----- Dataset records

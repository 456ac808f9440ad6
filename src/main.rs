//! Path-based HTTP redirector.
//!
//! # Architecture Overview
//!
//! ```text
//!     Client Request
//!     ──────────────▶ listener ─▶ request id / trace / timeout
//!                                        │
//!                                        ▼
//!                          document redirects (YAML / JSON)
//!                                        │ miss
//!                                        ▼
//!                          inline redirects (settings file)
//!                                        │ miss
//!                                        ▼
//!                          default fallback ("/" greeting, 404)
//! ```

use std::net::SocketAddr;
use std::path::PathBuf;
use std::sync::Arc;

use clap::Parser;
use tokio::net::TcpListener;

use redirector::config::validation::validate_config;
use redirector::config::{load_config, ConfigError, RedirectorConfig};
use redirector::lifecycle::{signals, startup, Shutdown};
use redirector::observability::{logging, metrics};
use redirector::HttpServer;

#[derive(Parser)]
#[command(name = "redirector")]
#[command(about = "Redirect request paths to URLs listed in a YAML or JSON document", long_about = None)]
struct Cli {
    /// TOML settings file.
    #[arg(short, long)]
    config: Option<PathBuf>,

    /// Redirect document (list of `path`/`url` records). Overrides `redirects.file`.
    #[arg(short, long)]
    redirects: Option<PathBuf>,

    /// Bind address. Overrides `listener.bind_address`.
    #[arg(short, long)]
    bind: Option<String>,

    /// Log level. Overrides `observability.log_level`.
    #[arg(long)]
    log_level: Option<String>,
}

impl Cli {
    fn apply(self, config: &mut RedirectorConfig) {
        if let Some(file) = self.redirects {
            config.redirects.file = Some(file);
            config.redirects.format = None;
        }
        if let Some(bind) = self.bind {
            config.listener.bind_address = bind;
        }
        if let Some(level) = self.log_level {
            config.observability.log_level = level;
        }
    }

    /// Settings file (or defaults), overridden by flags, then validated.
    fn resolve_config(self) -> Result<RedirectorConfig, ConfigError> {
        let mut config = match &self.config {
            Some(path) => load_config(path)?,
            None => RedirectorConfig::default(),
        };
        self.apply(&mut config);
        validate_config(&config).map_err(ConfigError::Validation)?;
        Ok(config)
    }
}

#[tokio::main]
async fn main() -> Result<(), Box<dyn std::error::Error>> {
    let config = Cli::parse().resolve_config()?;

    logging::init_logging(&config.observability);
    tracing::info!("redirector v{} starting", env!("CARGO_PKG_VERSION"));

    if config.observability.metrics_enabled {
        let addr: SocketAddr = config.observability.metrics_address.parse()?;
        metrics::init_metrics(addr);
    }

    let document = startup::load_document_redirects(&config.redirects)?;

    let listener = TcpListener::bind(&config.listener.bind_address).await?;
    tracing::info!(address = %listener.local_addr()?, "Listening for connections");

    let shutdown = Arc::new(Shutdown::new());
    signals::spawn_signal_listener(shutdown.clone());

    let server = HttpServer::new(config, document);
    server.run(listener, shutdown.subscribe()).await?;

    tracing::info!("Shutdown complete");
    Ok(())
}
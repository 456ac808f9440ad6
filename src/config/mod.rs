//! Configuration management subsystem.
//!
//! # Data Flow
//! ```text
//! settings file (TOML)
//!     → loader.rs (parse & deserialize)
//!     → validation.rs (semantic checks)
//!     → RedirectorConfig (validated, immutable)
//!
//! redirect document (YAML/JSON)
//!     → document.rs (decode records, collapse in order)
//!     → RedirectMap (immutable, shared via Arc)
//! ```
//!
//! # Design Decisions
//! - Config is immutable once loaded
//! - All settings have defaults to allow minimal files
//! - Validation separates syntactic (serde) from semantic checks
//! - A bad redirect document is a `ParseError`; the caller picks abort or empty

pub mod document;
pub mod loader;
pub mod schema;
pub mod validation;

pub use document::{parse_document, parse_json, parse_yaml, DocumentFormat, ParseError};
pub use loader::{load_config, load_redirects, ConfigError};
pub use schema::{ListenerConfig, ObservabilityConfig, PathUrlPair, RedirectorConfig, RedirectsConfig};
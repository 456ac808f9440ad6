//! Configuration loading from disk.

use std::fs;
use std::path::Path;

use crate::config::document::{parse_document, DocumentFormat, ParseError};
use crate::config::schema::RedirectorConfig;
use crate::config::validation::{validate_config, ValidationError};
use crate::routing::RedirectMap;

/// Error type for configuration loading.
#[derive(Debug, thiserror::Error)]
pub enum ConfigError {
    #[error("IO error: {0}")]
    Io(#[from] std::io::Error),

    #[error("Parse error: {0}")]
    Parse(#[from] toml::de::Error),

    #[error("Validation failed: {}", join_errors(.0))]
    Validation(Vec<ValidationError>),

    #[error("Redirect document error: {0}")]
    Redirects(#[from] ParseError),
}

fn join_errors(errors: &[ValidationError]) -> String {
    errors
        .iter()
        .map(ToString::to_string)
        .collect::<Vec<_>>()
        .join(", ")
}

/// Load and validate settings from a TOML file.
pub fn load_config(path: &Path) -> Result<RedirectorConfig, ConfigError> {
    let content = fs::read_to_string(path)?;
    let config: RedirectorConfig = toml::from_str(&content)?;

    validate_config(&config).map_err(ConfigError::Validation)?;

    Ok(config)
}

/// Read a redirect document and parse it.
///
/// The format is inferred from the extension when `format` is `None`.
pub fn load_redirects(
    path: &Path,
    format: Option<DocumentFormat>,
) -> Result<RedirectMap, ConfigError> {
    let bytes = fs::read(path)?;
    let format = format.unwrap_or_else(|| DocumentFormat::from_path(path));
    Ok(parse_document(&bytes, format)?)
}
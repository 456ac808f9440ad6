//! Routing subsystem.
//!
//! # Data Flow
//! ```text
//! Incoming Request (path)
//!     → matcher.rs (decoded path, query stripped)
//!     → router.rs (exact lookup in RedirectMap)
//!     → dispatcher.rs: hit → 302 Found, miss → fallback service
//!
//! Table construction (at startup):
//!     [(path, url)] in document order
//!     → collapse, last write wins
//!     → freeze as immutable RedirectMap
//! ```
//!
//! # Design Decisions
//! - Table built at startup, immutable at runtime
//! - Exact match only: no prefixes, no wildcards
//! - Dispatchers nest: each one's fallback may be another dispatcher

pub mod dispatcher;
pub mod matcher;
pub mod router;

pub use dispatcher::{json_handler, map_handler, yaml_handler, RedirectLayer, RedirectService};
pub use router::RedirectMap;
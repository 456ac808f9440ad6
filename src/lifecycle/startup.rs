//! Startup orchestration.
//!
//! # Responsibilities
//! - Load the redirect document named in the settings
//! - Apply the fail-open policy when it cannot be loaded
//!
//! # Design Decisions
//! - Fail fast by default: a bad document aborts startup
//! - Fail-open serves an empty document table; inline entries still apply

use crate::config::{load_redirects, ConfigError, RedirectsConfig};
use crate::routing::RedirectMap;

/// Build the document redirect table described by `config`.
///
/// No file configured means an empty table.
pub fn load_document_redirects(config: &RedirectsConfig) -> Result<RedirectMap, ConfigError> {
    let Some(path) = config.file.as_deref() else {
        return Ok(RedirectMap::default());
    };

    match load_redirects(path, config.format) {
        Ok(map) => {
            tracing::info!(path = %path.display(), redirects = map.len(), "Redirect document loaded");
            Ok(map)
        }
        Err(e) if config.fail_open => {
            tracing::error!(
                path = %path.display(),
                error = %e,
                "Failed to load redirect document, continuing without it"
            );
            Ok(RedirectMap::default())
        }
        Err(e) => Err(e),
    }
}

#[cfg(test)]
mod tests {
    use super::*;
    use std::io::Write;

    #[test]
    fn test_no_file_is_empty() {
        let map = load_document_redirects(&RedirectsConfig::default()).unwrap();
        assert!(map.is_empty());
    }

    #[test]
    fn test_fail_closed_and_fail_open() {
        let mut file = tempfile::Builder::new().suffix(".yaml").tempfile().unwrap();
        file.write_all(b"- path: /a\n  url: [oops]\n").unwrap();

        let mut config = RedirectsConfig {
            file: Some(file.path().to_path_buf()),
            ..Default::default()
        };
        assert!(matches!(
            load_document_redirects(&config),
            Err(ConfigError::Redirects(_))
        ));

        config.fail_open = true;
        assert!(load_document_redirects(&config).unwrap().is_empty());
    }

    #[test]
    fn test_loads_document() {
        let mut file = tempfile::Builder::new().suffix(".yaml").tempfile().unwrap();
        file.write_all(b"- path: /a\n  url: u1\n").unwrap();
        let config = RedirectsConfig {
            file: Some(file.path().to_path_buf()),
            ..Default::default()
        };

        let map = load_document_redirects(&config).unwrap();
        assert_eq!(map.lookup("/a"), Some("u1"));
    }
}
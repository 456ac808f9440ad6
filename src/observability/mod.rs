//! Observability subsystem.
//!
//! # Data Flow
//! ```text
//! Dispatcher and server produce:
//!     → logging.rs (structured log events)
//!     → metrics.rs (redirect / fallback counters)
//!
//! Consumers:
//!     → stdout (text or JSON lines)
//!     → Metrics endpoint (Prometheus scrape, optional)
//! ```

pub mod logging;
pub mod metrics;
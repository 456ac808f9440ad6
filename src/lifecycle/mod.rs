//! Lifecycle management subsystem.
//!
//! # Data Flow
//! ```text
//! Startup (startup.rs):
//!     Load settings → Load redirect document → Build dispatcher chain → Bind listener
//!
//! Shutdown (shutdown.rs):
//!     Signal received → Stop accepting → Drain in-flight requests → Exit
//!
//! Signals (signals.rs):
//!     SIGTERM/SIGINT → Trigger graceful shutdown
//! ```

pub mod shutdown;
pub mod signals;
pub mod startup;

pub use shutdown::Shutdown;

----------

** Exercise **
Would you tally the lines above that include "ParseError" and reply with only the total?

** Output **
4